▸ Task statement: Lines containing the word "relative" are to be copied from the data below.

# # # # # # #

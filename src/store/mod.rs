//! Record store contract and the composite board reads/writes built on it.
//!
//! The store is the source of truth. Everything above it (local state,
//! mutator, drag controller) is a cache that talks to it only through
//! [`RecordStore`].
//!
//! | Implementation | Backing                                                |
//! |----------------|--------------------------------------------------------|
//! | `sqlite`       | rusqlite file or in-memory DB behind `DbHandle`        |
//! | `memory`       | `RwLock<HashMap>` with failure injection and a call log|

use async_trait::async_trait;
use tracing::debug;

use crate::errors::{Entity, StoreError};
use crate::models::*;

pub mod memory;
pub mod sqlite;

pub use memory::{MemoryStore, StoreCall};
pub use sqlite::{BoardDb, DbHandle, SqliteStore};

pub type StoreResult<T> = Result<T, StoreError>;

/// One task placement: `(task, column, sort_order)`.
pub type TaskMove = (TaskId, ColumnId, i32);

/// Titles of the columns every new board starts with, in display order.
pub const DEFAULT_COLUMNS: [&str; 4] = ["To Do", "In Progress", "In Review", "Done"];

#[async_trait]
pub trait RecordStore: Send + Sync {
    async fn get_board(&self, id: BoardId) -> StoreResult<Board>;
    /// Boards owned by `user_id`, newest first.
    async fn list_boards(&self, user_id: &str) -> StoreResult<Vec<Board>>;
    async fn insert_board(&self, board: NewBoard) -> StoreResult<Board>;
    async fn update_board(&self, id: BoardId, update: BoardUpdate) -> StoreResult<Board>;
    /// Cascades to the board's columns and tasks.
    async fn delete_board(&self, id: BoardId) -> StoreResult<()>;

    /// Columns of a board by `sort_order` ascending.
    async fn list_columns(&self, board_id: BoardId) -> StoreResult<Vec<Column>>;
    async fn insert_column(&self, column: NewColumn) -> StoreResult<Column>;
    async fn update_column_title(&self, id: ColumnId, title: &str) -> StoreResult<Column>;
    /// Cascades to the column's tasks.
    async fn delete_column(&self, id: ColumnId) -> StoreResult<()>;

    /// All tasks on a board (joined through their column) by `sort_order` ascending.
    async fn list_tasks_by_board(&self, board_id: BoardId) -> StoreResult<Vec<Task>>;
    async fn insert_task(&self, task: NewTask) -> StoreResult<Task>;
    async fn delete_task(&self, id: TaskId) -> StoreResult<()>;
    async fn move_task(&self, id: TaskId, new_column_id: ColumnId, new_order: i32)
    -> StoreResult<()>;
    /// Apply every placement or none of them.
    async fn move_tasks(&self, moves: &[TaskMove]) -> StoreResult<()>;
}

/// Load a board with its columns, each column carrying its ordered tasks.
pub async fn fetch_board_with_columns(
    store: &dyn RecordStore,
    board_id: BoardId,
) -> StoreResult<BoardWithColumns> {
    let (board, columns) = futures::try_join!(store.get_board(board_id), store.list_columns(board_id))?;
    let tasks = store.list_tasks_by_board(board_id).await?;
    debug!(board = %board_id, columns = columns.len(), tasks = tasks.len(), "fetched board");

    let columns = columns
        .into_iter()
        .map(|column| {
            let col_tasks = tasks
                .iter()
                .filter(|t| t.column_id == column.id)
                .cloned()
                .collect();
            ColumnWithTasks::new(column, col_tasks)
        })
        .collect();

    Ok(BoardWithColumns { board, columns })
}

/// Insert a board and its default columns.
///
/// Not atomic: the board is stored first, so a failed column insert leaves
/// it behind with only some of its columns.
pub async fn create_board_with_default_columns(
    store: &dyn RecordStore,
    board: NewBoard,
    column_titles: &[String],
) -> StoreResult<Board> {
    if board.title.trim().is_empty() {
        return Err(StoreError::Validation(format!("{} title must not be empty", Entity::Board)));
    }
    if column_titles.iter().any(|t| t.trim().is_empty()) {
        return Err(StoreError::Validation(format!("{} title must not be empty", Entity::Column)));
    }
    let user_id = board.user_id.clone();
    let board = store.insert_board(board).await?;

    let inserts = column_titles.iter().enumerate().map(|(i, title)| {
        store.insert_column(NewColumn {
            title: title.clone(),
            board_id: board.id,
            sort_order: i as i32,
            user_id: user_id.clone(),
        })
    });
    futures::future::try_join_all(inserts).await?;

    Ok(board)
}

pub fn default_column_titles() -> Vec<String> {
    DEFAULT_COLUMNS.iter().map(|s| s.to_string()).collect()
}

# # # # # # #

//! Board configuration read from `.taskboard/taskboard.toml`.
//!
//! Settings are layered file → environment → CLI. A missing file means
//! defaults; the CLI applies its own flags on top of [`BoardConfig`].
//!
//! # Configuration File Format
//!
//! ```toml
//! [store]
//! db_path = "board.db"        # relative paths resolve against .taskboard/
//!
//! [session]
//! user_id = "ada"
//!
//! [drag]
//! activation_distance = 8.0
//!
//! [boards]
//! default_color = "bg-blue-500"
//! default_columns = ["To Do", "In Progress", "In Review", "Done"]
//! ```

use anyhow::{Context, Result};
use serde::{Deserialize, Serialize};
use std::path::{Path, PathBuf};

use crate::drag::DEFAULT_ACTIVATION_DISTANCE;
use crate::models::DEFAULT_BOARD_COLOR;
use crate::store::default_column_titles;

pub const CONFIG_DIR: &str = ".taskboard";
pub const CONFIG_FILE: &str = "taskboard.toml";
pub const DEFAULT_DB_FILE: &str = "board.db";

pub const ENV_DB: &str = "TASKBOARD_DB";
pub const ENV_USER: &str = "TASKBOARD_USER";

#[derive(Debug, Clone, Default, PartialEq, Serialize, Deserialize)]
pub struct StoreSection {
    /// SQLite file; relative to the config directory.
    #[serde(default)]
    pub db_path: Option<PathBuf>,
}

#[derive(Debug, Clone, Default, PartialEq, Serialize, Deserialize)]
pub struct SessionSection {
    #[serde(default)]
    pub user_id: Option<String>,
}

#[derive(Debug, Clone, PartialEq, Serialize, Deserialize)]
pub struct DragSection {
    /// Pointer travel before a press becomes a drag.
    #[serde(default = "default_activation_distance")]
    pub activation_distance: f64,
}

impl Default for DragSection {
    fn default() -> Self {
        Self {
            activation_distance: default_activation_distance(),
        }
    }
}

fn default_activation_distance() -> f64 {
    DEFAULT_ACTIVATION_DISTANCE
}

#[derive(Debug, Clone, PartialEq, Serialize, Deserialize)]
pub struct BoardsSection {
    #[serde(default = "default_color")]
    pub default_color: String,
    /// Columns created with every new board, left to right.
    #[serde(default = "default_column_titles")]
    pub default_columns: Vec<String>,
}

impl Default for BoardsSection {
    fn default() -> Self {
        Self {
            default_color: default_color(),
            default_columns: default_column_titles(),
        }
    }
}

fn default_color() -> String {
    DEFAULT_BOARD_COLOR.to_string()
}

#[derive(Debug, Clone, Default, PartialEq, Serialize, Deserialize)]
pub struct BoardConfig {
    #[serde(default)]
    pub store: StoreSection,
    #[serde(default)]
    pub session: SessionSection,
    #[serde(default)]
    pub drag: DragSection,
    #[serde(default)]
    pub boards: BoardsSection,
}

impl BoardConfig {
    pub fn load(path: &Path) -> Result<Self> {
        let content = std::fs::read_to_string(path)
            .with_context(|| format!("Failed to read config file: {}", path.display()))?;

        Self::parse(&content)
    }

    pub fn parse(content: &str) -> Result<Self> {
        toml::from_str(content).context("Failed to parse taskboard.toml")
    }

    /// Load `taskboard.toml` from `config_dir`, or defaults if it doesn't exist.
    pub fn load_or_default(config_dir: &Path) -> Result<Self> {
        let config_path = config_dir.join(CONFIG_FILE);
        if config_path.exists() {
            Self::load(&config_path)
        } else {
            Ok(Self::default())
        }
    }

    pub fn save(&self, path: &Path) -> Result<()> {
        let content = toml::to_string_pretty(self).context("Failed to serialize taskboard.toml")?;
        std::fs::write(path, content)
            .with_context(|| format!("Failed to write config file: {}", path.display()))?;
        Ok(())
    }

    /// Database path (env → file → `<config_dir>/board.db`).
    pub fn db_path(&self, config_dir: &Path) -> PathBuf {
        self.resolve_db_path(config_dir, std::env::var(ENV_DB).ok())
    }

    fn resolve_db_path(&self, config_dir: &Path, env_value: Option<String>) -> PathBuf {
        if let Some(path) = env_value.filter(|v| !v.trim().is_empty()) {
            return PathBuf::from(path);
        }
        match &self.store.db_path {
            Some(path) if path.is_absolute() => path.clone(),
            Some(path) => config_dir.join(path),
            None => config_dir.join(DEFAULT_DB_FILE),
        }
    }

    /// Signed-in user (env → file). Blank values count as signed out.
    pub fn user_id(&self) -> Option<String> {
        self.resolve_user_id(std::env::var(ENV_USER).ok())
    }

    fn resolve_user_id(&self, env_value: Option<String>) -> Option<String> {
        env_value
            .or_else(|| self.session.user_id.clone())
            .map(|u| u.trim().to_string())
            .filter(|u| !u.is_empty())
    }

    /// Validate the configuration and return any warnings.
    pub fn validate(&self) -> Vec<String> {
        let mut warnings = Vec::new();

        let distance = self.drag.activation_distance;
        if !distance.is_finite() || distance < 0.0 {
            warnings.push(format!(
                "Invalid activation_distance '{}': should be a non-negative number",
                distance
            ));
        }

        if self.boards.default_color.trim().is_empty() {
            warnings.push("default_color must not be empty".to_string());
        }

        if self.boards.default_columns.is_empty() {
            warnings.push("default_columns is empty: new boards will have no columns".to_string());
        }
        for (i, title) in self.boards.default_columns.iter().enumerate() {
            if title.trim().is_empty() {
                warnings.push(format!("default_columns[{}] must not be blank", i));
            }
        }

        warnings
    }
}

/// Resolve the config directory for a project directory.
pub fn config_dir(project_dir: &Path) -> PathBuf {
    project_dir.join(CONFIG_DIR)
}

# # # # # # #

▸ Task answer:
//! db_path = "board.db"        # relative paths resolve against .taskboard/
    /// SQLite file; relative to the config directory.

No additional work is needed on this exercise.